[Activity]: Every line with "Internal" in it must be copied from the data.

[Data under study]:
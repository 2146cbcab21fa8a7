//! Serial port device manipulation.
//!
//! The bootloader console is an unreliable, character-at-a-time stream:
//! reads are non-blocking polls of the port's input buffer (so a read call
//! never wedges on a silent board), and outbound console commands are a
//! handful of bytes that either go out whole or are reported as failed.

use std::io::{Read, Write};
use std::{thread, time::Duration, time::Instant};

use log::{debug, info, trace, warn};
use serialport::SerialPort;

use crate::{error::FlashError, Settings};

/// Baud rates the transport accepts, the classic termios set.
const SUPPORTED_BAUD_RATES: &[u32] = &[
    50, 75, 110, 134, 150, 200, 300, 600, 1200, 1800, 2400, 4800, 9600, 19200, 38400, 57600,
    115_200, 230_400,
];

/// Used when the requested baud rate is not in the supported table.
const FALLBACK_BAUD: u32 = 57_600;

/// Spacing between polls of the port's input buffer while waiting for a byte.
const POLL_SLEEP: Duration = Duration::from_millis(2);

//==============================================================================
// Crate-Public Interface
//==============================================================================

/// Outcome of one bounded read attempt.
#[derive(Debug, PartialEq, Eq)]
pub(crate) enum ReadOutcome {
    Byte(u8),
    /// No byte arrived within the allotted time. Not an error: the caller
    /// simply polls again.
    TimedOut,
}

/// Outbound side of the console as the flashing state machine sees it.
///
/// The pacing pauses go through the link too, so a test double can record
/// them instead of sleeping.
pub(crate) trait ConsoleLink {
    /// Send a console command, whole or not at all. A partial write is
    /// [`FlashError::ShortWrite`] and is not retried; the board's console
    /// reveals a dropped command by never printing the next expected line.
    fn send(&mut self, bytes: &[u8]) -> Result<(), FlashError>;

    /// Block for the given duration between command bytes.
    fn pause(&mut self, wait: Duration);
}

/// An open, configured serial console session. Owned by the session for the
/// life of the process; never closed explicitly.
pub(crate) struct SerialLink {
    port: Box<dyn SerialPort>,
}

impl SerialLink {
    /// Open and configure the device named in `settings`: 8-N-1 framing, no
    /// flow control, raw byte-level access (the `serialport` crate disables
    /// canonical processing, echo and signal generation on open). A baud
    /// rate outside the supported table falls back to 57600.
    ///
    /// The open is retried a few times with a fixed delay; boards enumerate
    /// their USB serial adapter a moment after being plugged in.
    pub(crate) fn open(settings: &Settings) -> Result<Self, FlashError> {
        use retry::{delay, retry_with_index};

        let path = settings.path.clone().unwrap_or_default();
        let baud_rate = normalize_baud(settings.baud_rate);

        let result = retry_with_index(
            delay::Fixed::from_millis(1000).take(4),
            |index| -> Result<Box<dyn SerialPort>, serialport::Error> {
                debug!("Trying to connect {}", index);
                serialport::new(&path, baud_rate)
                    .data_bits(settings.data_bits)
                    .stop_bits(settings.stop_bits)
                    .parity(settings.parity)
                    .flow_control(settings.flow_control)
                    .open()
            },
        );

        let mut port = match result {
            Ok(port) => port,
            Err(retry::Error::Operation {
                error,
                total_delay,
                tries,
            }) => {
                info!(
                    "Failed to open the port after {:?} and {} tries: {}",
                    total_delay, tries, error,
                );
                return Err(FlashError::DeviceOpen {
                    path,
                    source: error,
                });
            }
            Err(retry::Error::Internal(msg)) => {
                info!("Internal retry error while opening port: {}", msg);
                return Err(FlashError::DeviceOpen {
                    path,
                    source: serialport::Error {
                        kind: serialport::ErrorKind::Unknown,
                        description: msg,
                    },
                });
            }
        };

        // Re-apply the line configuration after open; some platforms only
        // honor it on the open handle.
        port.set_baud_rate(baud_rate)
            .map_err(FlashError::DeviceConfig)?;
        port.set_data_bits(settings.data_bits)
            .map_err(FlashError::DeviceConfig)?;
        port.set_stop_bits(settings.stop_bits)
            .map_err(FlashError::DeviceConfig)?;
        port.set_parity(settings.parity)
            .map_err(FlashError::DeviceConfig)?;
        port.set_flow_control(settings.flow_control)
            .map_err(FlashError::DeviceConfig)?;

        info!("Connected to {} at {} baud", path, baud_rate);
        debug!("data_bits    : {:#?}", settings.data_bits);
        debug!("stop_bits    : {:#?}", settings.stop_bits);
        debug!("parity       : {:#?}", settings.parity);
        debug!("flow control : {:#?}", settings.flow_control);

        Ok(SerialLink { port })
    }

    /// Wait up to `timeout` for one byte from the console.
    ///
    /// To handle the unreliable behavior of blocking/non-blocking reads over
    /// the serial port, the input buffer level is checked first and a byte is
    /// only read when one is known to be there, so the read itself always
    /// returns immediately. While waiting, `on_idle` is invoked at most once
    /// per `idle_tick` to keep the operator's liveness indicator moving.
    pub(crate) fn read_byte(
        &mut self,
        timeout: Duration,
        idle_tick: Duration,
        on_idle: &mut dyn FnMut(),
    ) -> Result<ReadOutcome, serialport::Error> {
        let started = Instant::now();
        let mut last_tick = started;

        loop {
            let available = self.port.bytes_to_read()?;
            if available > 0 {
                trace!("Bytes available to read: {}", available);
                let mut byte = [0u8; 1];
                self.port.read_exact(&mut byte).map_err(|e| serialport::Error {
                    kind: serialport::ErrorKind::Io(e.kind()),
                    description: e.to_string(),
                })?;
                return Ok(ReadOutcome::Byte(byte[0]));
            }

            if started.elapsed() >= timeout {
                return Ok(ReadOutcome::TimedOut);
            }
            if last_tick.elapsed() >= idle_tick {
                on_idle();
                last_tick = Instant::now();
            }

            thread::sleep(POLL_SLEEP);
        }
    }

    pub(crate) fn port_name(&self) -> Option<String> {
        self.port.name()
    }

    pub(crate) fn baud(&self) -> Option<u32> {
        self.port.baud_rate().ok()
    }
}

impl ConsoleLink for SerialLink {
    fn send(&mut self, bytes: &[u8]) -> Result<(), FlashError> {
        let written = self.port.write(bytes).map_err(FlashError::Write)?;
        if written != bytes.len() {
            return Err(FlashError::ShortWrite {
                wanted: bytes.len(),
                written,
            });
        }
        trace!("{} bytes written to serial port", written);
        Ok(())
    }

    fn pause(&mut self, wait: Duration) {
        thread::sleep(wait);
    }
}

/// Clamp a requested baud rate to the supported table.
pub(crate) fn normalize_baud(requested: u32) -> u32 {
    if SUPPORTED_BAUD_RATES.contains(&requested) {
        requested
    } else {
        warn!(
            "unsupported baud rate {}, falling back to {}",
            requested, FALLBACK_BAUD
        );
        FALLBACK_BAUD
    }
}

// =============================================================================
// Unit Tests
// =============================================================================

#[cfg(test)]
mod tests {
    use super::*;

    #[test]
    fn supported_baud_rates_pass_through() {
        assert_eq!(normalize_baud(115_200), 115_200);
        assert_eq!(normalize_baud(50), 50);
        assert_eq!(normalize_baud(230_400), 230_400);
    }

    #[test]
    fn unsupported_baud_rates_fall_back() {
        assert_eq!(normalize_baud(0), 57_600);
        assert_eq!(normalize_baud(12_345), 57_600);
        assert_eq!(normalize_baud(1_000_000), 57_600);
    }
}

* * *

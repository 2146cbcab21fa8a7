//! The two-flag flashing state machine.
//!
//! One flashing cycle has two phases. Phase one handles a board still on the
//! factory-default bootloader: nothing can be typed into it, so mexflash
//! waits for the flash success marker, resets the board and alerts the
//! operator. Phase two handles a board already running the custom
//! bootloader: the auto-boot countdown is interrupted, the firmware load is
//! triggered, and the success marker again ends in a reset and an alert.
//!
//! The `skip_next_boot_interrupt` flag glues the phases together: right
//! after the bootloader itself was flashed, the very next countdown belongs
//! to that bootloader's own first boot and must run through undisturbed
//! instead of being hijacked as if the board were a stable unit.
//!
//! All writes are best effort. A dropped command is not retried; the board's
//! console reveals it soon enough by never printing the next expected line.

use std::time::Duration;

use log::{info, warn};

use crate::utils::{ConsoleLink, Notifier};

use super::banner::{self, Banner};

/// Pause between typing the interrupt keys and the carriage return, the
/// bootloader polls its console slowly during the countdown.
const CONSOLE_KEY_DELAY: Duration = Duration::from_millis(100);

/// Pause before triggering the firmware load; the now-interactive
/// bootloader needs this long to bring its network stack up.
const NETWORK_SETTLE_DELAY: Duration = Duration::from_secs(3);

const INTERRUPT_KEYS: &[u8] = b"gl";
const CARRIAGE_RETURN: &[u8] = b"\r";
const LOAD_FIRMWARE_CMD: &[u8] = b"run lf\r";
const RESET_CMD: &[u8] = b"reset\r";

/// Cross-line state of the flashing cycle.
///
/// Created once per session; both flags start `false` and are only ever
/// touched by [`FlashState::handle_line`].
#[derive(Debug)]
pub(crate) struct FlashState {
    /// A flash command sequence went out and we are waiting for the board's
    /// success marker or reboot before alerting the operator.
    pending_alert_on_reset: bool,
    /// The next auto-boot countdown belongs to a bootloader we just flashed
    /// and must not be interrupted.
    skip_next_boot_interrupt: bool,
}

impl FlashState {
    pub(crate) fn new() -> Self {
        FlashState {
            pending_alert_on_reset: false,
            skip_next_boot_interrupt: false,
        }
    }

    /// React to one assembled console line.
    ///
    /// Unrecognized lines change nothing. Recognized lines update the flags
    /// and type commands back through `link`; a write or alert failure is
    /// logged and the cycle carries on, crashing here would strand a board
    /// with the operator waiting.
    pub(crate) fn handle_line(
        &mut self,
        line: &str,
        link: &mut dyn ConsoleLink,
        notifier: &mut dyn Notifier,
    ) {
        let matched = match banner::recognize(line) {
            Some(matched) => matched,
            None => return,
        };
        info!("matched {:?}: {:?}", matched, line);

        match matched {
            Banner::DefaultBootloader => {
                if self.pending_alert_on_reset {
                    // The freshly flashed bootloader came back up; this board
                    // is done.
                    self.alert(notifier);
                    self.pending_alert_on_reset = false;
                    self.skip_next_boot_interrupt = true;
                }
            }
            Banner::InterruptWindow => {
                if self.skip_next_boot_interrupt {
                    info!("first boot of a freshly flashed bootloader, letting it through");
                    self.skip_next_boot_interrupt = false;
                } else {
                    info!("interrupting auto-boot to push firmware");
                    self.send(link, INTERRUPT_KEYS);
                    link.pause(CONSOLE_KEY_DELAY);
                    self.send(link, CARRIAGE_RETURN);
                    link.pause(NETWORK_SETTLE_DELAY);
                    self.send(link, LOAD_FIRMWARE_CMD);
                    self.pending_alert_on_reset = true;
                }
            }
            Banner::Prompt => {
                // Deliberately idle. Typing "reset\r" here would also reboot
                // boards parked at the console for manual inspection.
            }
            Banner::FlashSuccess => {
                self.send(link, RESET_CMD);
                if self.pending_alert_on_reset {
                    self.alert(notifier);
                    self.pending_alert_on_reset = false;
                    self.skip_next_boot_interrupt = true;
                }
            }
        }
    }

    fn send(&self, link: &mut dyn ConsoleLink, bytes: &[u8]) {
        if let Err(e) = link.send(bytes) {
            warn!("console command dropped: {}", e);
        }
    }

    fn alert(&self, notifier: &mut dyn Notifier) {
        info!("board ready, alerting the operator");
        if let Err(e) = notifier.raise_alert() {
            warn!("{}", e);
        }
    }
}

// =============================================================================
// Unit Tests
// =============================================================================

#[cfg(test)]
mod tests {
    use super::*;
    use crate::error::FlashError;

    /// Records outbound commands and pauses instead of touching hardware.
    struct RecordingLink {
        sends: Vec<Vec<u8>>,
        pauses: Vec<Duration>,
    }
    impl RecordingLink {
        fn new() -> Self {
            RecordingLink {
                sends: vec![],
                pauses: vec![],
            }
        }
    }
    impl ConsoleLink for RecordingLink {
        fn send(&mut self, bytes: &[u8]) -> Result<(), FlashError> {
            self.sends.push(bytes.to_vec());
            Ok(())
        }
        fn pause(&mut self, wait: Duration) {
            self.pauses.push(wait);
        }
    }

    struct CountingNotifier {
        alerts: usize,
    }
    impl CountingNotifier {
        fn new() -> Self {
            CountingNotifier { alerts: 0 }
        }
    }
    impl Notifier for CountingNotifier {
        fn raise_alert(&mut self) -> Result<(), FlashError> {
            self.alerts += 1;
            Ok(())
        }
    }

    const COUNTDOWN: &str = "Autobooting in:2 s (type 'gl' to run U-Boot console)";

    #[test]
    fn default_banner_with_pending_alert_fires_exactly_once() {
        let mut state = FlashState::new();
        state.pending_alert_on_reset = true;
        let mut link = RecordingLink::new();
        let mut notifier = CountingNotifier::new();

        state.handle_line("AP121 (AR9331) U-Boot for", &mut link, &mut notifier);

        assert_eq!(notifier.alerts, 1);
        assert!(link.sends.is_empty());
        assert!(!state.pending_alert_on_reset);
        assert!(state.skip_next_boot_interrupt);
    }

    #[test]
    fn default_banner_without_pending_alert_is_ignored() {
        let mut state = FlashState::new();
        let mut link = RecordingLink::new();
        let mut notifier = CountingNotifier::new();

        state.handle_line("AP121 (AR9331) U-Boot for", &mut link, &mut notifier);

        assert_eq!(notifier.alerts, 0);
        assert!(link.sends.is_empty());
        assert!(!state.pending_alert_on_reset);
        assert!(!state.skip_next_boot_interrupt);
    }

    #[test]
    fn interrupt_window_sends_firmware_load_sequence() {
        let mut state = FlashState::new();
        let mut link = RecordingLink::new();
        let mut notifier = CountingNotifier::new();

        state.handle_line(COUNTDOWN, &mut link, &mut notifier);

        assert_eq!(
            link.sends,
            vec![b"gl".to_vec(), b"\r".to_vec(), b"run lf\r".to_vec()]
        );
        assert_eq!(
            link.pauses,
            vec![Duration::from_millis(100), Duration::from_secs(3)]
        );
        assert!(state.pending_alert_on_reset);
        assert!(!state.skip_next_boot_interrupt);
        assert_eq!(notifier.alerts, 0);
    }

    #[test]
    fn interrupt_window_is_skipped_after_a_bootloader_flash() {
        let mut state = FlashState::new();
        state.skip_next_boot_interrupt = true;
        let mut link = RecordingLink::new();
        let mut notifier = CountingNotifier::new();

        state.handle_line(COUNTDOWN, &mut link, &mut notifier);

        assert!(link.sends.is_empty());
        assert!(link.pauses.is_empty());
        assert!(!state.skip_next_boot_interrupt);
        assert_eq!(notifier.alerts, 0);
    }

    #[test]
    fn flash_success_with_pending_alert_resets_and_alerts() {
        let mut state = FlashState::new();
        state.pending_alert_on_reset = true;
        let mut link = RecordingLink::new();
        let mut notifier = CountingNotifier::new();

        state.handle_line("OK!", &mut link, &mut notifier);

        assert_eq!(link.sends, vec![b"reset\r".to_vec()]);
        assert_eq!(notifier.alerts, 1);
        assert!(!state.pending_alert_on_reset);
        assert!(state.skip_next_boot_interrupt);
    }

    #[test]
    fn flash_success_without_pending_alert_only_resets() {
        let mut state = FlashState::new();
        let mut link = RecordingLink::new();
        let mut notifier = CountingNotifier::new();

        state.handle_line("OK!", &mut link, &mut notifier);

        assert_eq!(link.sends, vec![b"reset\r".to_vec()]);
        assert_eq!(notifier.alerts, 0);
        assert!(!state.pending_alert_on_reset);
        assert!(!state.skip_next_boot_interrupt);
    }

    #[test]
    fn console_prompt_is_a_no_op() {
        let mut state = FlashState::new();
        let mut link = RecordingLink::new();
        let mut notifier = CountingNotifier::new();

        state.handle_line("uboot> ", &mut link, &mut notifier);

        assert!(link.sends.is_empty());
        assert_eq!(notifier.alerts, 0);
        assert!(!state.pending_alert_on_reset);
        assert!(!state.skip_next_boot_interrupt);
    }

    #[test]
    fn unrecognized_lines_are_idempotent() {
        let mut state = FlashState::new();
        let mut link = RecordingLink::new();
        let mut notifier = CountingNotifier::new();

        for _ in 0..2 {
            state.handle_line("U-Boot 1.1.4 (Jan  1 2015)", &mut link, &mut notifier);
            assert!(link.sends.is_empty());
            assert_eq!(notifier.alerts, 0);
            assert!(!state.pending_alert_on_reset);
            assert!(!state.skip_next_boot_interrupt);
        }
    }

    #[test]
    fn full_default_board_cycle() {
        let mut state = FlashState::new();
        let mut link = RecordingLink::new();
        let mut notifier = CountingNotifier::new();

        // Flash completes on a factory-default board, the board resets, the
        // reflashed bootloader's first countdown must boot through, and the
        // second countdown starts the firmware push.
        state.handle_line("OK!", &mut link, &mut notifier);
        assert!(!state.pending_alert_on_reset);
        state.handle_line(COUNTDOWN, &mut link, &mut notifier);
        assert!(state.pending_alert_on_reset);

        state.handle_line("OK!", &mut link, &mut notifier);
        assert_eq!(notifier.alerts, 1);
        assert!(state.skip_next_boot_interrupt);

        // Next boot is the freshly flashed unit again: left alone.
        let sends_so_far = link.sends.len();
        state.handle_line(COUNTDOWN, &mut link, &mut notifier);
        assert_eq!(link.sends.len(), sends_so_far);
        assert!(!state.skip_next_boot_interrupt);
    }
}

[Task response]:
            Err(retry::Error::Internal(msg)) => {
                info!("Internal retry error while opening port: {}", msg);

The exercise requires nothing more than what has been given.